• KABAR
  • Perjuangan Melawan Degradasi Hutan: Mengapa Menanam Pohon Tidak Cukup

Perjuangan melawan Degradasi Hutan: Mengapa Menanam Pohon Tidak Cukup

Kebanyakan gerakan melawan degradasi hutan di masa kini terfokus pada satu tujuan: untuk menghidupkan kembali kanopi hutan dengan cara menanam pohon. Gerakan-gerakan seperti Gerakan Penanaman 1 Milyar Pohon, Gerakan Menanam Pohon Nasiona, dan banyak gerakan lainnya yang dicanangkan oleh institusi pemerintahan dan institusi non-pemerintah telah berhasil mengumpulkan donasi sebesar jutaan rupiah, dukungan sosial, serta kesadaran komunitas yang berujung pada peningkatan aktivitas penanaman pohon dalam jumlah yang sangat banyak. Hal ini tentunya layak dipuji, namun tidak dalam intensitas yang kita kira layak untuk mereka terima. Karena sesungguhnya, menanam pohon tidaklah cukup.

Pentingnya Pelestarian Pohon

Aksi pelengkap yang lebih dibutuhkan dan harus kita dukung dalam aksi menanam pohon adalah upaya untuk melestarikan pohon tersebut. Hal ini dikarenakan upaya pelestarian sangat vital untuk mencapai beberapa tujuan. Salah satunya, untuk tujuan mencegah akselerasi dari degradasi hutan. Dengan cara mendonasikan uang kepada komunitas adat dan komunitas lokal untuk upaya mereka melestarikan area hutan dan sekitarnya, kita telah memberikan mereka dana untuk bertahan hidup yang mereka butuhkan karena biasanya mereka menolak insentif ekonomi yang didapatkan lewat upaya mengumpulkan sumber daya dari hutan secara tidak berkelanjutan maupun tawaran perusahaan untuk membeli tanah hutan masyarakat untuk dijadikan lahan penanaman. Selain itu, dukungan dengan cara donasi tersebut akan memberikan dana bagi upaya pelestarian dan insiatif perlindungan yang mereka miliki. Upaya-upaya tersebut sangat penting untuk memastikan efektivitas dari metode-metode peremajaan hutan lainnya; dengan begitu, kita memastikan bahwa upaya kita untuk mempercepat pertumbuhan hutan tidak dibayangi oleh meningkat pulanya kecepatan menghilangnya area hutan.

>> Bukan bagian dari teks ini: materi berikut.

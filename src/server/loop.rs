// Server loop module
// Accepts connections until the process is terminated

use std::sync::Arc;

use tokio::net::TcpListener;

use super::connection::accept_connection;
use crate::handler::Router;
use crate::logger;

/// Accept connections forever, one task per connection
///
/// Accept failures (e.g. running out of file descriptors) are logged and the
/// loop keeps going.
pub async fn serve(listener: TcpListener, router: Arc<Router>) {
    loop {
        match listener.accept().await {
            Ok((stream, peer_addr)) => accept_connection(stream, peer_addr, &router),
            Err(e) => logger::log_error(&format!("Failed to accept connection: {e}")),
        }
    }
}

Alasan kedua yang mendukung pentingnya upaya perlindungan pohon adalah karena aksi menanam pohon adalah aksi yang rapuh. Pada umumnya, pohon membutuhkan waktu selama 15-20 tahun untuk menjadi dewasa secara sempurna, dan di dalam rentang waktu tersebut, sebuah pohon sangat rentan terhadap ancaman eksternal seperti hama dan perubahan lingkungan yang memiliki kemungkinan untuk menghambat proses pendewasaan pohon tersebut. Studi dari FAO menemukan bahwa tingkat ketahanan hidup dari sebuah pohon yang telah tertanam berkisar di angka 50% dan bahkan lebih rendah. Sebagai perbandingan, sebenarnya jauh lebih mudah dan efektif untuk melestarikan pohon yang telah dewasa karena pohon tersebut sudah tidak terlalu rentan terhadap ancaman-ancaman yang telah disebutkan. Namun, yang paling penting diketahui terkait upaya pelestarian adalah bahwa upaya pelestarian merupakan komponen yang paling penting dalam memastikan bahwa upaya penanaman pohon mencapai kesuksesan; guna memastikan kesuksesan penanaman pohon, jumlah daya dan waktu yang dialokasikan untuk melestarikan pohon yang telah ditanam harus jauh lebih besar daripada aksi menanam pohon itu sendiri.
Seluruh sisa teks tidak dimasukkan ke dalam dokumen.